And it is also exciting that our site may be picked up by the University! :)

Final Reflections

I am very pleased with how our group project turned out. Putting this resource together has been a learning experience for all of us, and pushed us all to try things we never would have done without this project. Despite the learning curve we experienced, our website has become a useful resource for lectures on James Farmer. I think our website will be useful for campus faculty, staff, and students, as well as others off campus who may be interested in James Farmer.

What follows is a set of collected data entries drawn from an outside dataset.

//! Binding rules: the five resolution strategies a key can be bound to.
//!
//! A [`Rule`] is a tagged variant matched explicitly during resolution. The
//! closures inside each variant were created by a typed binding operation, so
//! they capture the static types involved and produce an erased value that is
//! guaranteed to downcast correctly for the key the rule is bound under.

use std::any::Any;
use std::sync::{Arc, Mutex};

use crate::error::DiError;
use crate::event::DiEvent;
use crate::key::TypeKey;
use crate::registry::Registry;

/// A type-erased resolved value.
///
/// For a concrete key `T` this is `Arc<T>` erased; for a trait-object key
/// `dyn I` it is `Arc<Arc<dyn I>>` erased (the inner `Arc<dyn I>` being the
/// value handed out by [`Registry::resolve_impl`](crate::Registry::resolve_impl)).
pub(crate) type Erased = Arc<dyn Any + Send + Sync>;

/// A deferred construction step capturing the types involved at bind time.
pub(crate) type BuildFn = Box<dyn Fn(&Registry) -> Result<Erased, DiError> + Send + Sync>;

/// A resolution strategy bound to one [`TypeKey`].
pub(crate) enum Rule {
    /// A pre-built value, returned unchanged on every resolve.
    Instance(Erased),

    /// A redirect to another key, used to bind a trait key to a concrete key.
    Alias {
        /// The concrete key resolution is redirected to.
        target: TypeKey,
        /// Re-enters the resolver for the target and coerces the result.
        redirect: BuildFn,
    },

    /// A lazy singleton: built on first resolve, cached in the rule itself.
    Auto {
        /// Constructs the value via the builder.
        build: BuildFn,
        /// Rule-local cache slot, populated logically once.
        cached: Mutex<Option<Erased>>,
    },

    /// A constructor invoked afresh on every resolve. Never caches.
    Factory {
        /// Resolves the callback's parameters and invokes it.
        produce: BuildFn,
    },

    /// Factory semantics with the first result cached in the rule.
    Provider {
        /// Resolves the callback's parameters and invokes it.
        produce: BuildFn,
        /// Rule-local cache slot, populated logically once.
        cached: Mutex<Option<Erased>>,
    },
}

impl Rule {
    /// The variant name used in diagnostics.
    pub(crate) fn kind(&self) -> &'static str {
        match self {
            Rule::Instance(_) => "instance",
            Rule::Alias { .. } => "alias",
            Rule::Auto { .. } => "auto",
            Rule::Factory { .. } => "factory",
            Rule::Provider { .. } => "provider",
        }
    }

    /// Looks up or materializes the value this rule is bound to produce.
    pub(crate) fn resolve(&self, registry: &Registry, key: TypeKey) -> Result<Erased, DiError> {
        match self {
            Rule::Instance(value) => Ok(value.clone()),
            Rule::Alias { target, redirect } => {
                registry.emit(&DiEvent::AliasRedirect {
                    from: key,
                    to: *target,
                });
                redirect(registry)
            }
            Rule::Factory { produce } => produce(registry),
            Rule::Auto { build: produce, cached }
            | Rule::Provider { produce, cached } => {
                Self::cached_resolve(produce, cached, registry, key)
            }
        }
    }

    /// Check-then-set on the rule-local cache slot.
    ///
    /// The slot lock is held only around slot access, never across the
    /// construction itself, since construction recursively re-enters the
    /// registry. Two threads racing past the first check both build; the
    /// slot keeps whichever value lands first and the loser is discarded.
    fn cached_resolve(
        produce: &BuildFn,
        cached: &Mutex<Option<Erased>>,
        registry: &Registry,
        key: TypeKey,
    ) -> Result<Erased, DiError> {
        {
            let slot = cached.lock().unwrap_or_else(|p| p.into_inner());
            if let Some(value) = slot.as_ref() {
                return Ok(value.clone());
            }
        }

        let fresh = produce(registry)?;

        let mut slot = cached.lock().unwrap_or_else(|p| p.into_inner());
        if let Some(existing) = slot.as_ref() {
            let existing = existing.clone();
            drop(slot);
            registry.emit(&DiEvent::DuplicateConstruction { key });
            return Ok(existing);
        }
        *slot = Some(fresh.clone());
        Ok(fresh)
    }
}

As far as our group contract is concerned, our group met our contractual requirements in all but a few ways. The major deadline we missed was producing the trailer on time. That requirement was entirely my job, and so the blame should not be placed on anyone but me. I got behind on the video trailer project, and ended up posting the trailer over the weekend instead of on the Friday deadline. While there were certainly things that contributed to this delay (there was confusion about if the audio and video matched up, and there were some issues with the video being different qualities from video to video, which meant I had to do some unanticipated conversions) I still did not produce the material on time. However, I am proud of the resulting video. I feel that if I had rushed to produce the video trailer on Friday instead of over the weekend, the trailer would not have been something I would be proud to show to the class. I also tried my hand at creating a graphic opening in After Effects entirely from scratch (something I had never really done before on that scale) and I was extremely pleased with the result. I had fun deciding what music to use; I thought jazz would work well, since it would be period. I used megatrax to find the music; it is a website which allows you to download music for commercial use that I have a subscription to. I also made a shorter version of the trailer so we could show the video during our presentation at the history symposium.

There also were some minor transcript issues Kelsey had to fix after the deadline for the final transcripts had passed. Quite frankly, though, I feel that this is entirely excusable – she transcribed thousands of words, and so realizing she’d made some mistakes and taking the time to fix them I think shows how hard she was working. Also, there was the same confusion over the audio and video I had. We all had assumed that the audio and video were exactly the same; unfortunately, there were some minor but occasionally significant differences. This meant Kelsey needed to transcribe the video separately from the audio, something she had no reason to suspect she would need to do initially. As such, I think her updates show how hard she was working.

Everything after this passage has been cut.